▸ **The task**:
One line at a time, check the entries below for the word "usize", and copy each line that has it.

▸ **Records shown**:
▼▼▼

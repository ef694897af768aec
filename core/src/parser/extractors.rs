//! # Extraction Logic
//!
//! Entry points that parse Rust source and run the locator over it, plus the
//! per-field extraction rules.

use crate::error::{InspectError, InspectResult};
use crate::parser::locator::Locator;
use crate::parser::models::{FieldDescription, TypeDescription};
use quote::ToTokens;
use std::fs;
use std::path::{Path, PathBuf};
use syn::ext::IdentExt;
use syn::visit::Visit;
use syn::{Attribute, Expr, ExprLit, Field, Ident, Lit, Meta, MetaNameValue, PathArguments, Type};
use tracing::trace;

/// Placeholder file name used in diagnostics for source that did not come from disk.
const INLINE_SOURCE: &str = "<inline>";

/// Reads `file_path`, finds the declaration named `type_name` and extracts its fields.
///
/// Only the given file is parsed. Fails with `NotFound` when no declaration has
/// that exact name, `EmptyType` when it has no fields, and `UnsupportedShape`
/// when a field is unnamed or its type is not a plain identifier.
///
/// # Examples
/// ```no_run
/// use genstructs_core::locate_and_extract;
///
/// let point = locate_and_extract("Point", "src/point.rs").unwrap();
/// for field in &point.fields {
///     println!("{}: {}", field.name, field.declared_type);
/// }
/// ```
pub fn locate_and_extract(
    type_name: &str,
    file_path: impl AsRef<Path>,
) -> InspectResult<TypeDescription> {
    let filepath = file_path.as_ref();
    if type_name.is_empty() {
        return Err(InspectError::NotFound(String::new()));
    }

    let code = fs::read_to_string(filepath).map_err(|error| InspectError::Io {
        path: filepath.to_path_buf(),
        error,
    })?;
    parse_and_inspect(type_name, code, filepath.to_path_buf())
}

/// Runs the same extraction as [`locate_and_extract`] over source text already in memory.
///
/// # Examples
/// ```
/// use genstructs_core::inspect_source;
///
/// let code = r#"
///     struct Point {
///         /// X coordinate
///         x: i32,
///         y: i32,
///     }
/// "#;
/// let point = inspect_source("Point", code).unwrap();
/// assert_eq!(point.fields[0].doc, "X coordinate");
/// assert_eq!(point.fields[1].doc, "");
/// ```
pub fn inspect_source(type_name: &str, code: &str) -> InspectResult<TypeDescription> {
    if type_name.is_empty() {
        return Err(InspectError::NotFound(String::new()));
    }
    parse_and_inspect(type_name, code.to_string(), PathBuf::from(INLINE_SOURCE))
}

/// Extracts `type_name` from an already parsed file.
pub fn inspect_file(type_name: &str, file: &syn::File) -> InspectResult<TypeDescription> {
    let mut locator = Locator::new(type_name);
    locator.visit_file(file);
    locator.finish()
}

fn parse_and_inspect(
    type_name: &str,
    code: String,
    filepath: PathBuf,
) -> InspectResult<TypeDescription> {
    let syntax = syn::parse_file(&code).map_err(|error| InspectError::Syntax {
        path: filepath,
        error,
        source_code: code,
    })?;
    inspect_file(type_name, &syntax)
}

/// Builds the description of one member field of `type_name`.
///
/// `position` is the index the field would take, used to name unnamed fields in errors.
pub(crate) fn extract_field(
    type_name: &str,
    position: usize,
    field: &Field,
) -> InspectResult<FieldDescription> {
    let names = usize::from(field.ident.is_some());
    trace!(type_name = type_name, position = position, names = names, "member field");

    let Some(ident) = &field.ident else {
        return Err(unsupported(
            type_name,
            format!("field #{position} declares no name"),
        ));
    };

    let declared_type = plain_identifier(&field.ty).ok_or_else(|| {
        unsupported(
            type_name,
            format!(
                "field `{}` has type `{}`, only plain identifier types are supported",
                ident,
                field.ty.to_token_stream()
            ),
        )
    })?;

    Ok(FieldDescription::new(
        declared_type.to_string(),
        ident.unraw().to_string(),
        extract_doc_comment(&field.attrs),
    ))
}

fn unsupported(type_name: &str, reason: String) -> InspectError {
    InspectError::UnsupportedShape {
        type_name: type_name.to_string(),
        reason,
    }
}

/// Returns the identifier when `ty` is a bare single-segment path such as `i32` or `Point`.
fn plain_identifier(ty: &Type) -> Option<&Ident> {
    match ty {
        Type::Path(type_path) if type_path.qself.is_none() => {
            let path = &type_path.path;
            if path.leading_colon.is_some() || path.segments.len() != 1 {
                return None;
            }
            let segment = path.segments.first()?;
            matches!(segment.arguments, PathArguments::None).then_some(&segment.ident)
        }
        _ => None,
    }
}

/// Collects `///` and `#[doc = "..."]` lines into one trimmed string.
pub(crate) fn extract_doc_comment(attrs: &[Attribute]) -> String {
    let lines: Vec<String> = attrs
        .iter()
        .filter(|attr| attr.path().is_ident("doc"))
        .filter_map(|attr| match &attr.meta {
            Meta::NameValue(MetaNameValue {
                value:
                    Expr::Lit(ExprLit {
                        lit: Lit::Str(text),
                        ..
                    }),
                ..
            }) => Some(text.value()),
            _ => None,
        })
        .map(|line| match line.strip_prefix(' ') {
            Some(stripped) => stripped.to_owned(),
            None => line,
        })
        .collect();

    lines.join("\n").trim().to_string()
}

#[cfg(test)]
mod tests {
    use super::*;

    fn field(code: &str) -> Field {
        let item: syn::ItemStruct = syn::parse_str(code).unwrap();
        item.fields.into_iter().next().unwrap()
    }

    #[test]
    fn test_plain_identifier_type() {
        let f = extract_field("S", 0, &field("struct S { count: usize }")).unwrap();
        assert_eq!(f.declared_type, "usize");
        assert_eq!(f.name, "count");
        assert_eq!(f.doc, "");
        assert!(f.metadata.is_empty());
    }

    #[test]
    fn test_raw_identifier_name_is_unraw() {
        let f = extract_field("S", 0, &field("struct S { r#type: u8 }")).unwrap();
        assert_eq!(f.name, "type");
    }

    #[test]
    fn test_rejects_composite_types() {
        for code in [
            "struct S { a: Vec<u8> }",
            "struct S { a: &'static str }",
            "struct S { a: *const u8 }",
            "struct S { a: std::string::String }",
            "struct S { a: ::core::primitive::u8 }",
            "struct S { a: (u8, u8) }",
            "struct S { a: [u8; 4] }",
            "struct S { a: <T as Trait>::Output }",
        ] {
            let err = extract_field("S", 0, &field(code)).unwrap_err();
            assert!(
                matches!(err, InspectError::UnsupportedShape { .. }),
                "{code} should be rejected"
            );
        }
    }

    #[test]
    fn test_rejects_unnamed_field() {
        let err = extract_field("S", 2, &field("struct S(u8);")).unwrap_err();
        assert_eq!(
            err.to_string(),
            "type `S` has an unsupported field: field #2 declares no name"
        );
    }

    #[test]
    fn test_multi_line_doc_comment() {
        let f = field(
            r#"
            struct S {
                /// First line.
                ///
                ///   Indented line.
                a: u8,
            }
            "#,
        );
        assert_eq!(
            extract_doc_comment(&f.attrs),
            "First line.\n\n  Indented line."
        );
    }

    #[test]
    fn test_doc_attribute_and_block_comment() {
        let f = field(r#"struct S { #[doc = "  padded  "] a: u8 }"#);
        assert_eq!(extract_doc_comment(&f.attrs), "padded");

        let f = field("struct S { /** block doc */ a: u8 }");
        assert_eq!(extract_doc_comment(&f.attrs), "block doc");
    }

    #[test]
    fn test_non_doc_attributes_are_ignored() {
        let f = field(r#"struct S { #[serde(rename = "b")] a: u8 }"#);
        assert_eq!(extract_doc_comment(&f.attrs), "");
    }

    #[test]
    fn test_empty_type_name_is_not_found() {
        assert!(matches!(
            inspect_source("", "struct S { a: u8 }"),
            Err(InspectError::NotFound(_))
        ));
    }
}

▲▲▲

▸ **Solution below**:
    position: usize,
    let names = usize::from(field.ident.is_some());
        let f = extract_field("S", 0, &field("struct S { count: usize }")).unwrap();
        assert_eq!(f.declared_type, "usize");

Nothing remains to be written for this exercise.